Dhamma

Saturday, February 22, 2020

There is, strictly speaking, no such thing as an 'unconscious action'.

The next thing is to sort out a verbal confusion. When our actions become habitual we tend to do them without thinking about them—they become 'automatic' or 'instinctive' (scratching one's head, for example, or blinking one's eyes). We commonly call these 'unconscious actions', and this usage is followed by psychology and science generally. But this is a misunderstanding. There is, strictly speaking, no such thing as an 'unconscious action'. The Buddha defines 'action' (kamma) as 'intention' (cetanā), and there is no intention without consciousness (viññāna). An unconscious action is no action at all, it is purely and simply movement as when, for example, a tree sways in the wind, or a rock is dislodged by the rain and rolls down a mountainside and derails a train (in this latter case it is quaintly called, in legal circles, 'an Act of God' but if there is no God there is no Act, only the movement of the rock).

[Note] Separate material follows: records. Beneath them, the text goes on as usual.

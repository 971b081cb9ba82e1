//! Color token conversion.

use indexmap::IndexMap;
use serde_json::Value as JsonValue;

use super::{resolved_leaf, THEMES};
use crate::resolve::css_ident;

/// Convert color tokens into a custom-property map.
///
/// Expects a map whose non-theme keys are palette families (each a map of
/// shade name to value) and whose `light` / `dark` / `black` keys are theme
/// buckets of semantic colors grouped by category.
///
/// Families emit `--color-{family}-{shade}`. Theme buckets emit
/// `--color-{theme}-{category}-{key}`; the `light` bucket additionally emits
/// the unprefixed `--color-{category}-{key}` defaults, since light is the
/// active theme when no `data-theme` attribute is set.
pub fn convert_color_tokens(tokens: &JsonValue) -> IndexMap<String, String> {
    let mut props = IndexMap::new();
    let Some(entries) = tokens.as_object() else {
        return props;
    };

    for (family, shades) in entries {
        if THEMES.contains(&family.as_str()) {
            continue;
        }
        let Some(shades) = shades.as_object() else {
            continue;
        };
        for (shade, value) in shades {
            if let Some(resolved) = resolved_leaf(value) {
                props.insert(
                    format!("--color-{}-{}", css_ident(family), css_ident(shade)),
                    resolved,
                );
            }
        }
    }

    for theme in THEMES {
        let Some(categories) = entries.get(theme).and_then(JsonValue::as_object) else {
            continue;
        };
        for (category, semantic) in categories {
            let Some(semantic) = semantic.as_object() else {
                continue;
            };
            for (key, value) in semantic {
                let Some(resolved) = resolved_leaf(value) else {
                    continue;
                };
                let tail = format!("{}-{}", css_ident(category), css_ident(key));
                props.insert(format!("--color-{theme}-{tail}"), resolved.clone());
                if theme == "light" {
                    props.insert(format!("--color-{tail}"), resolved);
                }
            }
        }
    }

    props
}

#[cfg(test)]
mod tests {
    use super::*;
    use serde_json::json;

    fn sample() -> JsonValue {
        json!({
            "blue": {"500": "#2680eb", "600": "#1473e6"},
            "neutral": {"light gray": "#f4f4f4"},
            "light": {
                "background": {"Primary": {"value": "#ffffff"}},
                "border": {"Focus": {"value": "{blue.500}"}}
            },
            "dark": {
                "background": {"Primary": {"value": "#1a1a1a"}}
            }
        })
    }

    #[test]
    fn test_palette_families() {
        let props = convert_color_tokens(&sample());
        assert_eq!(props["--color-blue-500"], "#2680eb");
        assert_eq!(props["--color-neutral-light-gray"], "#f4f4f4");
    }

    #[test]
    fn test_theme_scoped_properties() {
        let props = convert_color_tokens(&sample());
        assert_eq!(props["--color-light-background-Primary"], "#ffffff");
        assert_eq!(props["--color-dark-background-Primary"], "#1a1a1a");
    }

    #[test]
    fn test_light_default_alias() {
        let props = convert_color_tokens(&sample());
        assert_eq!(props["--color-background-Primary"], "#ffffff");
        // Dark does not alias to the unprefixed defaults.
        assert!(!props.contains_key("--color-background-Primary-dark"));
    }

    #[test]
    fn test_references_resolved() {
        let props = convert_color_tokens(&sample());
        assert_eq!(props["--color-border-Focus"], "var(--color-blue-500)");
    }

    #[test]
    fn test_malformed_entries_skipped() {
        let props = convert_color_tokens(&json!({
            "blue": "not-a-map",
            "light": {"background": {"Primary": {"unexpected": true}}}
        }));
        assert!(props.is_empty());
    }
}
//! Typography token conversion.

use indexmap::IndexMap;
use serde_json::Value as JsonValue;

use super::{resolved_leaf, PLATFORMS};
use crate::resolve::css_ident;

/// Type-scale sub-properties, paired with their CSS property names.
pub(crate) const SCALE_PROPS: [(&str, &str); 4] = [
    ("fontSize", "font-size"),
    ("lineHeight", "line-height"),
    ("letterSpacing", "letter-spacing"),
    ("fontWeight", "font-weight"),
];

/// Convert typography tokens into a custom-property map.
///
/// Expects a map with optional `family` and `weight` maps plus optional
/// platform buckets (`desktop`, `mobile`, `ios`, `android`), each carrying a
/// `text` scale map of the form `scale.variant.{fontSize, lineHeight,
/// letterSpacing, fontWeight}`.
///
/// Families and weights emit `--font-family-{key}` / `--font-weight-{key}`.
/// Scale entries emit `--typography-{platform}-{scale}-{variant}-{property}`;
/// the `desktop` bucket additionally emits the unprefixed
/// `--typography-{scale}-{variant}-{property}` defaults that the other
/// platforms override responsively.
pub fn convert_typography_tokens(tokens: &JsonValue) -> IndexMap<String, String> {
    let mut props = IndexMap::new();

    if let Some(families) = tokens.get("family").and_then(JsonValue::as_object) {
        for (key, value) in families {
            if let Some(resolved) = resolved_leaf(value) {
                props.insert(format!("--font-family-{}", css_ident(key)), resolved);
            }
        }
    }

    if let Some(weights) = tokens.get("weight").and_then(JsonValue::as_object) {
        for (key, value) in weights {
            if let Some(resolved) = resolved_leaf(value) {
                props.insert(format!("--font-weight-{}", css_ident(key)), resolved);
            }
        }
    }

    for platform in PLATFORMS {
        let Some(text) = tokens.get(platform).and_then(|bucket| bucket.get("text")) else {
            continue;
        };
        for_each_scale_entry(text, |scale, variant, property, value| {
            if let Some(resolved) = resolved_leaf(value) {
                let tail = format!("{}-{}-{property}", css_ident(scale), css_ident(variant));
                props.insert(format!("--typography-{platform}-{tail}"), resolved.clone());
                if platform == "desktop" {
                    props.insert(format!("--typography-{tail}"), resolved);
                }
            }
        });
    }

    props
}

/// Visit each `scale.variant.property` entry of a `text` scale map.
///
/// Entries that do not follow the two-level object shape are skipped.
pub(crate) fn for_each_scale_entry(
    text: &JsonValue,
    mut visit: impl FnMut(&str, &str, &str, &JsonValue),
) {
    let Some(scales) = text.as_object() else {
        return;
    };
    for (scale, variants) in scales {
        let Some(variants) = variants.as_object() else {
            continue;
        };
        for (variant, entry) in variants {
            let Some(entry) = entry.as_object() else {
                continue;
            };
            for (json_key, css_property) in SCALE_PROPS {
                if let Some(value) = entry.get(json_key) {
                    visit(scale, variant, css_property, value);
                }
            }
        }
    }
}

#[cfg(test)]
mod tests {
    use super::*;
    use serde_json::json;

    fn sample() -> JsonValue {
        json!({
            "family": {"primary": "Inter, sans-serif", "mono": "JetBrains Mono"},
            "weight": {"regular": "400", "bold": "700"},
            "desktop": {
                "text": {
                    "lg": {
                        "bold": {
                            "fontSize": "24px",
                            "lineHeight": "32px",
                            "letterSpacing": "-0.01em",
                            "fontWeight": "{font.weight.bold}"
                        }
                    }
                }
            },
            "mobile": {
                "text": {
                    "lg": {"bold": {"fontSize": "20px"}}
                }
            }
        })
    }

    #[test]
    fn test_family_and_weight_properties() {
        let props = convert_typography_tokens(&sample());
        assert_eq!(props["--font-family-primary"], "Inter, sans-serif");
        assert_eq!(props["--font-weight-bold"], "700");
    }

    #[test]
    fn test_platform_scale_properties() {
        let props = convert_typography_tokens(&sample());
        assert_eq!(props["--typography-desktop-lg-bold-font-size"], "24px");
        assert_eq!(props["--typography-mobile-lg-bold-font-size"], "20px");
    }

    #[test]
    fn test_desktop_default_alias() {
        let props = convert_typography_tokens(&sample());
        // Desktop aliases to the unprefixed default; mobile stays prefixed.
        assert_eq!(props["--typography-lg-bold-font-size"], "24px");
    }

    #[test]
    fn test_references_resolved_in_scales() {
        let props = convert_typography_tokens(&sample());
        assert_eq!(
            props["--typography-lg-bold-font-weight"],
            "var(--weight-bold)"
        );
    }

    #[test]
    fn test_missing_buckets_skipped() {
        let props = convert_typography_tokens(&json!({"weight": {"bold": "700"}}));
        assert_eq!(props.len(), 1);

        // A platform without `text`, and scale entries that are not objects.
        let props = convert_typography_tokens(&json!({
            "desktop": {"grid": 8},
            "ios": {"text": {"sm": "not-a-map"}}
        }));
        assert!(props.is_empty());
    }
}
//! Token reference resolution.
//!
//! Token values may embed references to other tokens using `{dotted.path}`
//! placeholders:
//!
//! - `"{blue.500}"` becomes `"var(--color-blue-500)"`
//! - `"solid 1px {blue.500}"` becomes `"solid 1px var(--color-blue-500)"`
//!
//! Resolution is purely textual. The reference path is rewritten into a CSS
//! custom-property name by a fixed set of mangling rules; the document is
//! never consulted to check that the referenced token exists. Paths that
//! match no rule still produce a `var(--...)` expression via the fallback
//! join rule, so resolution never fails.

use std::sync::OnceLock;

use rustc_hash::FxHashSet;
use serde_json::Value as JsonValue;

/// Color family names that receive a `color-` prefix when referenced.
///
/// A reference like `{blue.500}` addresses the `blue` palette at the document
/// root, but the emitted property lives under the `color` namespace, so the
/// mangled name becomes `color-blue-500`.
pub const COLOR_FAMILIES: [&str; 14] = [
    "primary", "orange", "brown", "amber", "yellow", "green", "cyan", "blue", "purple", "magenta",
    "pink", "red", "neutral", "brand",
];

fn color_family_set() -> &'static FxHashSet<&'static str> {
    static SET: OnceLock<FxHashSet<&'static str>> = OnceLock::new();
    SET.get_or_init(|| COLOR_FAMILIES.iter().copied().collect())
}

/// Whether `name` is one of the enumerated color families.
pub fn is_color_family(name: &str) -> bool {
    color_family_set().contains(name)
}

/// Resolve references in a token value.
///
/// Strings have every `{dotted.path}` placeholder rewritten to a
/// `var(--...)` expression; any other value is returned unchanged.
///
/// # Example
///
/// ```
/// use serde_json::json;
/// use tokens_css::resolve_token_value;
///
/// assert_eq!(
///     resolve_token_value(&json!("{unit.16}")),
///     json!("var(--spacing-unit-16)")
/// );
/// assert_eq!(resolve_token_value(&json!(42)), json!(42));
/// ```
pub fn resolve_token_value(value: &JsonValue) -> JsonValue {
    match value {
        JsonValue::String(s) => JsonValue::String(resolve_references(s)),
        other => other.clone(),
    }
}

/// Rewrite every `{dotted.path}` placeholder in a raw value string.
///
/// Text outside placeholders passes through unchanged, and each placeholder
/// resolves independently. An unclosed `{` or an empty `{}` is not a
/// reference and is kept literally.
pub fn resolve_references(value: &str) -> String {
    let mut out = String::with_capacity(value.len());
    let mut rest = value;

    while let Some(start) = rest.find('{') {
        let (before, after) = rest.split_at(start);
        out.push_str(before);

        match after[1..].find('}') {
            Some(end) => {
                let path = &after[1..1 + end];
                if path.is_empty() {
                    out.push_str("{}");
                } else {
                    out.push_str("var(--");
                    out.push_str(&mangle_reference_path(path));
                    out.push(')');
                }
                rest = &after[end + 2..];
            }
            None => {
                // No closing brace; keep the remainder as-is.
                out.push_str(after);
                return out;
            }
        }
    }

    out.push_str(rest);
    out
}

/// Mangle a dot-separated reference path into a custom-property name
/// (without the `--` prefix).
///
/// Rules, applied to the first path segment:
///
/// - `font` with more than two segments total is dropped, so leaf categories
///   keep their own namespace: `font.font-size.sm` → `font-size-sm`.
/// - `unit` becomes `spacing-unit`: `unit.16` → `spacing-unit-16`.
/// - A color family name gains a `color` prefix: `blue.500` → `color-blue-500`.
/// - Anything else joins as-is: `radius.md` → `radius-md`.
pub fn mangle_reference_path(path: &str) -> String {
    let segments: Vec<&str> = path.split('.').collect();

    let joined = match segments.as_slice() {
        ["font", rest @ ..] if rest.len() > 1 => rest.join("-"),
        ["unit", rest @ ..] => {
            let mut parts = vec!["spacing-unit"];
            parts.extend_from_slice(rest);
            parts.join("-")
        }
        [head, ..] if is_color_family(head) => {
            let mut parts = vec!["color"];
            parts.extend_from_slice(&segments);
            parts.join("-")
        }
        _ => segments.join("-"),
    };

    css_ident(&joined)
}

/// List the reference paths embedded in a raw value string.
///
/// Returns the dot-separated paths in order of appearance, unmangled.
pub fn token_references(value: &str) -> Vec<&str> {
    let mut refs = Vec::new();
    let mut rest = value;

    while let Some(start) = rest.find('{') {
        let after = &rest[start..];
        match after[1..].find('}') {
            Some(end) => {
                let path = &after[1..1 + end];
                if !path.is_empty() {
                    refs.push(path);
                }
                rest = &after[end + 2..];
            }
            None => break,
        }
    }

    refs
}

/// Normalize a path fragment for use in a custom-property name.
///
/// Spaces become hyphens so that shade names like `"light blue"` yield valid
/// property names. Every emission path goes through this, which keeps one
/// logical token mapped to one property name everywhere.
pub(crate) fn css_ident(segment: &str) -> String {
    segment.replace(' ', "-")
}

#[cfg(test)]
mod tests {
    use super::*;
    use serde_json::json;

    #[test]
    fn test_font_leaf_reordering() {
        assert_eq!(
            resolve_references("{font.font-size.sm}"),
            "var(--font-size-sm)"
        );
        assert_eq!(resolve_references("{font.weight.bold}"), "var(--weight-bold)");
    }

    #[test]
    fn test_font_two_segments_kept() {
        // Only deeper paths drop the `font` head.
        assert_eq!(resolve_references("{font.primary}"), "var(--font-primary)");
    }

    #[test]
    fn test_unit_rewrite() {
        assert_eq!(resolve_references("{unit.16}"), "var(--spacing-unit-16)");
    }

    #[test]
    fn test_color_family_prefix() {
        assert_eq!(resolve_references("{blue.500}"), "var(--color-blue-500)");
        assert_eq!(resolve_references("{brand.hover}"), "var(--color-brand-hover)");
    }

    #[test]
    fn test_surrounding_text() {
        assert_eq!(
            resolve_references("solid 1px {blue.500}"),
            "solid 1px var(--color-blue-500)"
        );
    }

    #[test]
    fn test_multiple_references() {
        assert_eq!(
            resolve_references("{unit.4} {unit.8}"),
            "var(--spacing-unit-4) var(--spacing-unit-8)"
        );
    }

    #[test]
    fn test_unknown_path_fallback() {
        assert_eq!(resolve_references("{shadow.lg}"), "var(--shadow-lg)");
    }

    #[test]
    fn test_idempotent_once_resolved() {
        let resolved = resolve_references("solid 1px {blue.500}");
        assert_eq!(resolve_references(&resolved), resolved);
    }

    #[test]
    fn test_malformed_braces() {
        assert_eq!(resolve_references("open {unclosed"), "open {unclosed");
        assert_eq!(resolve_references("empty {} braces"), "empty {} braces");
        assert_eq!(resolve_references("}"), "}");
    }

    #[test]
    fn test_non_string_passthrough() {
        assert_eq!(resolve_token_value(&json!(16)), json!(16));
        assert_eq!(resolve_token_value(&json!(true)), json!(true));
        assert_eq!(resolve_token_value(&json!(null)), json!(null));
    }

    #[test]
    fn test_spaces_in_path() {
        assert_eq!(
            resolve_references("{neutral.light gray}"),
            "var(--color-neutral-light-gray)"
        );
    }

    #[test]
    fn test_token_references_listing() {
        assert_eq!(
            token_references("0 {unit.2} {blue.500} solid"),
            vec!["unit.2", "blue.500"]
        );
        assert!(token_references("no references").is_empty());
    }
}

In the Buddha's Teaching, all consciousness is action (by mind, voice or body) and every action is conscious. But this does not mean that every action is done in awareness—indeed, what is commonly called an 'unconscious action' is merely a (conscious) action that is done not deliberately, that is done unawares. What we commonly call a 'conscious action' is, strictly speaking, a deliberate action, an action that requires some thought to perform (as, for example, when we try to do something that we have not done before, or only infrequently). When we do such actions, we have to consider what we are doing (or else we shall make a mistake); and it is this considering what we are doing that constitutes 'awareness'. An action that we do without considering what we are doing is an action that is done without 'awareness'.